Que pensez-vous de ceux qui demandent la célébration du VOM aujourd'hui?
Et, les évêques français ont donné comme principal argument contre la publication du futur motu proprio que l'unité de rite fait l'unité de l'Eglise.
Vous qui avez étudié l'Histoire de l'Eglise récente, que pensez-vous de cet argument? Pouvez-vous nous donner des précisions sur l'unité quand plusieurs rites (st Pie V, lyonnais,....) cohabitaient. Y avait-il un manque d'unité?

( 2036 )
Arguments d'évêques, révérence gardée par
Paul Airiau (2007-02-13 21:36:23)
[en réponse à 2026]
Je suis favorable à la coexistence des deux formes historiques du rite romain : celle de 1962 ; celle de 1969-70 (avec corrections : rubricisation, réécriture de l'offertoire, réécriture de certaines oraisons, suppression de prières eucharistiques inutiles, etc). Et je fréquente et fréquenterai du NOM
L'argument de l'unité n'est pas pertinent. Il y avait unité de l'Eglise de France du temps du curé d'Ars, avec une pluralité rituelle. Les débats portaient sur d'autres sujets (pour ou contre les libertés de l'Eglise gallicane, pour ou contre l'autorité absolue des évêques, pour ou contre l'Index, pour ou contre Veuillot, et autres chinoiseries). Il peut y avoir unité dans la diversité, l'histoire de l'Eglise en est l'illustration.

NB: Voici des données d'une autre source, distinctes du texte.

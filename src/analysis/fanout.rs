//! Fanout extraction.

use indexmap::IndexMap;

use crate::circuit::Circuit;

/// Gate name to the names of the gates consuming its output.
///
/// Every gate has an entry; sink gates map to an empty list.
pub type FanoutReport = IndexMap<String, Vec<String>>;

/// Fanout of every gate, in gate insertion order.
///
/// Each list is the destination list of the gate's output net, so it has no
/// duplicates and follows connection order.
pub fn fanout(circuit: &Circuit) -> FanoutReport {
    circuit
        .gates()
        .iter()
        .map(|gate| {
            let destinations = circuit
                .net_by_id(gate.output)
                .destinations
                .iter()
                .map(|&d| circuit.gate_by_id(d).name.clone())
                .collect();
            (gate.name.clone(), destinations)
        })
        .collect()
}

#[cfg(test)]
mod tests {
    use super::*;
    use crate::circuit::GateKind;

    #[test]
    fn test_fanout_matches_net_destinations() {
        let mut c = Circuit::new();
        for net in ["a", "w", "y1", "y2", "y3"] {
            c.declare_net(net).unwrap();
        }
        c.instantiate("drv", GateKind::Not, "w", &["a"]).unwrap();
        c.instantiate("u2", GateKind::Not, "y2", &["w"]).unwrap();
        c.instantiate("u1", GateKind::Nand, "y1", &["w", "w"]).unwrap();
        c.instantiate("u3", GateKind::Nor, "y3", &["y1", "w"]).unwrap();

        let report = fanout(&c);
        assert_eq!(report.keys().collect::<Vec<_>>(), vec!["drv", "u2", "u1", "u3"]);
        assert_eq!(report["drv"], vec!["u2", "u1", "u3"]);
        assert_eq!(report["u1"], vec!["u3"]);
        assert!(report["u2"].is_empty());
        assert!(report["u3"].is_empty());

        for gate in c.gates() {
            let net = c.net_by_id(gate.output);
            let expected: Vec<&str> = net
                .destinations
                .iter()
                .map(|&d| c.gate_by_id(d).name.as_str())
                .collect();
            assert_eq!(report[&gate.name], expected);
            let unique: std::collections::HashSet<_> = expected.iter().collect();
            assert_eq!(unique.len(), expected.len());
        }
    }
}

Les évêques ont une conception finalement très guéragérienne de l'unité, mâtinée de jacobinisme préfectoral et de centralisation administrative romaine : je ne veux voir qu'une seule tête. Et puis, d'un pur point de vue sociologique, la liturgie est le dernier domaine où ils ont encore un semblant d'autorité effective, sur ceux qui veulent leur obéir. Donc ils se défendent becs et ongles.
Je noterai enfin que l'argument de l'unité liturgique pour faire l'unité ecclésiale est récent. Du temps de Dom Guéranger, l'unité liturgique devait servir à l'unité théologique et au rejet de toute forme de jansénisme - ou de réalité interprétée comme cela.